I knew that something was about to happen. I could feel it in my bones. I knew I had to get out of the A-ship and get out fast. It was fear—unreasoning fear. And over and above the fear, I knew I could not leave. It was my job to stay. I had to stick it out. I grabbed the chair arms and hung on and tried my best to stay.
Then the panic hit me and there was nothing I could do. There was no way to fight it. I leaped out of the chair, dumping Stinky from my lap. I reached the door and fought it open, then turned back.
“Stinky!” I shouted.
I started across the room to reach him, but halfway across the panic hit me again and I turned and bolted in blind flight.
I went clattering down the catwalk and from below me came the sound of running and the yells of frightened men. I knew then that I had been right, that I had not been cowardly altogether—there was something wrong.
Men were pouring out of the port of the big A-ship when I got there and scrambling down the ladder. The launch was coming out to pick them up. One man fell off the ladder into the water and began to swim.
Out on the field, ambulances and fire rigs were racing toward the water pit and the siren atop the operations building was wailing like a stepped-on tomcat.
I looked at the faces around me. They were set and white and I knew that all the men were just as scared as I was and somehow, instead of getting scareder, I got a lot of comfort from it.
They went on tumbling down the ladder and more men fell in the drink, and I have no doubt at all that if someone had held a stopwatch on them, there’d have been swimming records falling.
I got in line to wait my turn and I thought again of Stinky and stepped out of line and started back to save him. But halfway up the catwalk, my courage ran plumb out and I was too scared to go on. The funny thing about it was that I didn’t have the least idea what there was to scare me.
I went down the ladder among the last of them and piled into the launch, which was loaded so heavily that it barely crept back to solid ground.
The medical officer was running around and shouting to get the swimmers into decontamination and men were running everywhere and shouting and the fire rigs stood there racing their motors while the siren went on shrieking.
“Get back!” someone was shouting. “Run! Everybody back!”
So, of course, we ran like a flock of spooked sheep.
Then a wordless yell went up and we turned around.
The atomic ship was rising slowly from the pit. Beneath it, the water seethed and boiled. The ship rose steadily, gracefully, without a single shudder or shake. It went straight up into the sky, up and out of sight.
Suddenly I realized that I was standing in dead silence.

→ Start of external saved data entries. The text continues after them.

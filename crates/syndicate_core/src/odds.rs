//! Heist math. Pure functions, no mutation.

use crate::{Character, Sector};

/// Percent chance a steal succeeds. Not clamped: the sector alert can push it
/// below zero, which simply never passes the roll.
pub fn steal_success_chance(character: &Character, sector: &Sector) -> f64 {
    f64::from(character.success_rate) * (f64::from(character.condition) / 100.0)
        - sector.alert_level
}

/// Cash taken by a successful steal at the sector's current alert.
pub fn steal_loot(sector: &Sector) -> i64 {
    (sector.base_loot as f64 * (1.0 - sector.alert_level / 200.0)).floor() as i64
}

/// Percent chance of arrest after a failed steal, given the sector alert
/// after the failure penalty has been applied.
pub fn arrest_chance(alert_level: f64) -> f64 {
    alert_level / 2.0
}

#[cfg(test)]
mod tests {
    use super::*;
    use crate::test_fixtures::{base_constants, make_character, make_sector};

    #[test]
    fn chance_scales_with_condition() {
        let constants = base_constants();
        let mut thief = make_character("t1", "Vera", &constants, 0);
        thief.success_rate = 80;
        thief.condition = 50;
        let sector = make_sector(0, 10.0, 2_000);
        assert!((steal_success_chance(&thief, &sector) - 30.0).abs() < 1e-9);
    }

    #[test]
    fn chance_can_go_negative() {
        let constants = base_constants();
        let thief = make_character("t1", "Vera", &constants, 0);
        let sector = make_sector(0, 90.0, 2_000);
        assert!(steal_success_chance(&thief, &sector) < 0.0);
    }

    #[test]
    fn loot_is_floored_and_discounted_by_alert() {
        assert_eq!(steal_loot(&make_sector(0, 30.0, 2_000)), 1_700);
        assert_eq!(steal_loot(&make_sector(0, 0.0, 1_337)), 1_337);
        // 1999 * (1 - 7/200) = 1929.035
        assert_eq!(steal_loot(&make_sector(0, 7.0, 1_999)), 1_929);
    }

    #[test]
    fn arrest_chance_is_half_the_alert() {
        assert!((arrest_chance(95.0) - 47.5).abs() < 1e-9);
    }
}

No one was stirring. No one was making any noise. Everybody just stood and stared into the sky. The siren had shut off.
I felt someone tap me on the shoulder. It was the general.
“Stinky?” he asked.
“He wouldn’t come,” I answered, feeling low. “I was too scared to go and get him.”

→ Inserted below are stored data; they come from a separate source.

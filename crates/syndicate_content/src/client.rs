//! Model-agnostic HTTP client for chat-completion and image APIs.
//!
//! Anthropic's Messages API is used when the URL points at anthropic.com;
//! anything else is treated as OpenAI-compatible.

use reqwest::Client;
use serde::{Deserialize, Serialize};

use crate::error::{ContentError, Result};

const DEFAULT_API_URL: &str = "https://api.anthropic.com/v1/messages";
const DEFAULT_MODEL: &str = "claude-3-haiku-20240307";
const MAX_TOKENS: u32 = 1024;

#[derive(Debug, Clone, Copy, PartialEq, Eq)]
pub enum ApiFormat {
    Anthropic,
    OpenAI,
}

impl ApiFormat {
    fn detect(url: &str) -> Self {
        if url.contains("anthropic.com") {
            Self::Anthropic
        } else {
            Self::OpenAI
        }
    }
}

pub struct LlmClient {
    client: Client,
    api_key: String,
    api_url: String,
    model: String,
    api_format: ApiFormat,
    /// OpenAI-style `images/generations` endpoint; portraits fail without it.
    image_url: Option<String>,
}

impl LlmClient {
    pub fn new(api_key: String, api_url: String, model: String) -> Self {
        let api_format = ApiFormat::detect(&api_url);
        Self {
            client: Client::new(),
            api_key,
            api_url,
            model,
            api_format,
            image_url: None,
        }
    }

    #[must_use]
    pub fn with_image_url(mut self, image_url: String) -> Self {
        self.image_url = Some(image_url);
        self
    }

    /// Required: `LLM_API_KEY`.
    /// Optional: `LLM_API_URL`, `LLM_MODEL`, `LLM_IMAGE_URL`.
    pub fn from_env() -> Result<Self> {
        let api_key =
            std::env::var("LLM_API_KEY").map_err(|_| ContentError::NotConfigured("LLM_API_KEY"))?;
        let api_url = std::env::var("LLM_API_URL").unwrap_or_else(|_| DEFAULT_API_URL.into());
        let model = std::env::var("LLM_MODEL").unwrap_or_else(|_| DEFAULT_MODEL.into());
        let client = Self::new(api_key, api_url, model);
        Ok(match std::env::var("LLM_IMAGE_URL") {
            Ok(url) => client.with_image_url(url),
            Err(_) => client,
        })
    }

    pub fn api_format(&self) -> ApiFormat {
        self.api_format
    }

    pub fn model(&self) -> &str {
        &self.model
    }

    /// Send one system + user exchange and return the reply text.
    pub async fn complete(&self, system: &str, user: &str) -> Result<String> {
        match self.api_format {
            ApiFormat::Anthropic => self.complete_anthropic(system, user).await,
            ApiFormat::OpenAI => self.complete_openai(system, user).await,
        }
    }

    async fn complete_anthropic(&self, system: &str, user: &str) -> Result<String> {
        let request = AnthropicRequest {
            model: self.model.clone(),
            max_tokens: MAX_TOKENS,
            system: system.into(),
            messages: vec![Message {
                role: "user".into(),
                content: user.into(),
            }],
        };

        let response = self
            .client
            .post(&self.api_url)
            .header("x-api-key", &self.api_key)
            .header("anthropic-version", "2023-06-01")
            .json(&request)
            .send()
            .await?;
        let completion: AnthropicResponse = read_json(response).await?;

        completion
            .content
            .into_iter()
            .next()
            .map(|block| block.text)
            .filter(|text| !text.trim().is_empty())
            .ok_or(ContentError::Empty)
    }

    async fn complete_openai(&self, system: &str, user: &str) -> Result<String> {
        let request = OpenAIRequest {
            model: self.model.clone(),
            max_tokens: MAX_TOKENS,
            messages: vec![
                Message {
                    role: "system".into(),
                    content: system.into(),
                },
                Message {
                    role: "user".into(),
                    content: user.into(),
                },
            ],
        };

        let response = self
            .client
            .post(&self.api_url)
            .bearer_auth(&self.api_key)
            .json(&request)
            .send()
            .await?;
        let completion: OpenAIResponse = read_json(response).await?;

        completion
            .choices
            .into_iter()
            .next()
            .map(|choice| choice.message.content)
            .filter(|text| !text.trim().is_empty())
            .ok_or(ContentError::Empty)
    }

    /// Generate one image and return it as a `data:` URI.
    pub async fn generate_image(&self, prompt: &str) -> Result<String> {
        let Some(url) = &self.image_url else {
            return Err(ContentError::NotConfigured("LLM_IMAGE_URL"));
        };
        let request = ImageRequest {
            prompt: prompt.into(),
            n: 1,
            size: "512x512".into(),
            response_format: "b64_json".into(),
        };
        let response = self
            .client
            .post(url)
            .bearer_auth(&self.api_key)
            .json(&request)
            .send()
            .await?;
        let images: ImageResponse = read_json(response).await?;

        images
            .data
            .into_iter()
            .next()
            .map(|image| format!("data:image/png;base64,{}", image.b64_json))
            .ok_or(ContentError::Empty)
    }
}

async fn read_json<T: for<'de> Deserialize<'de>>(response: reqwest::Response) -> Result<T> {
    let status = response.status();
    if !status.is_success() {
        let body = response.text().await.unwrap_or_default();
        return Err(ContentError::Api {
            status: status.as_u16(),
            body,
        });
    }
    Ok(response.json().await?)
}

// Anthropic API format
#[derive(Serialize)]
struct AnthropicRequest {
    model: String,
    max_tokens: u32,
    system: String,
    messages: Vec<Message>,
}

#[derive(Deserialize)]
struct AnthropicResponse {
    content: Vec<ContentBlock>,
}

#[derive(Deserialize)]
struct ContentBlock {
    text: String,
}

// OpenAI-compatible API format
#[derive(Serialize)]
struct OpenAIRequest {
    model: String,
    max_tokens: u32,
    messages: Vec<Message>,
}

#[derive(Deserialize)]
struct OpenAIResponse {
    choices: Vec<Choice>,
}

#[derive(Deserialize)]
struct Choice {
    message: ChoiceMessage,
}

#[derive(Deserialize)]
struct ChoiceMessage {
    content: String,
}

#[derive(Serialize)]
struct Message {
    role: String,
    content: String,
}

#[derive(Serialize)]
struct ImageRequest {
    prompt: String,
    n: u32,
    size: String,
    response_format: String,
}

#[derive(Deserialize)]
struct ImageResponse {
    data: Vec<ImageData>,
}

#[derive(Deserialize)]
struct ImageData {
    b64_json: String,
}

#[cfg(test)]
mod tests {
    use super::*;

    #[test]
    fn format_follows_the_url() {
        let anthropic = LlmClient::new("k".into(), DEFAULT_API_URL.into(), "m".into());
        assert_eq!(anthropic.api_format(), ApiFormat::Anthropic);
        let deepseek = LlmClient::new(
            "k".into(),
            "https://api.deepseek.com/chat/completions".into(),
            "deepseek-chat".into(),
        );
        assert_eq!(deepseek.api_format(), ApiFormat::OpenAI);
        assert_eq!(deepseek.model(), "deepseek-chat");
    }

    #[tokio::test]
    async fn portraits_need_an_image_endpoint() {
        let client = LlmClient::new("k".into(), DEFAULT_API_URL.into(), "m".into());
        let err = client.generate_image("a face").await.unwrap_err();
        assert!(matches!(err, ContentError::NotConfigured("LLM_IMAGE_URL")));
    }
}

The general wheeled and headed off across the field. For no reason I can think of, I turned and followed him. He broke into a run and I loped along beside him.
We stormed into operations and went piling up the stairs to the tracking room.
The general bellowed: “You got a fix on it?”
“Yes, sir, we’re tracking it right now.”
“Good,” the general said, breathing heavily. “Fine. We’ll have to run it down. Tell me where it’s headed.”
“Straight out, sir. It still is heading out.”
“How far?”
“About five thousand miles, sir.”
“But it can’t do that!” the general roared. “It can’t navigate in space!”
He turned around and bumped into me.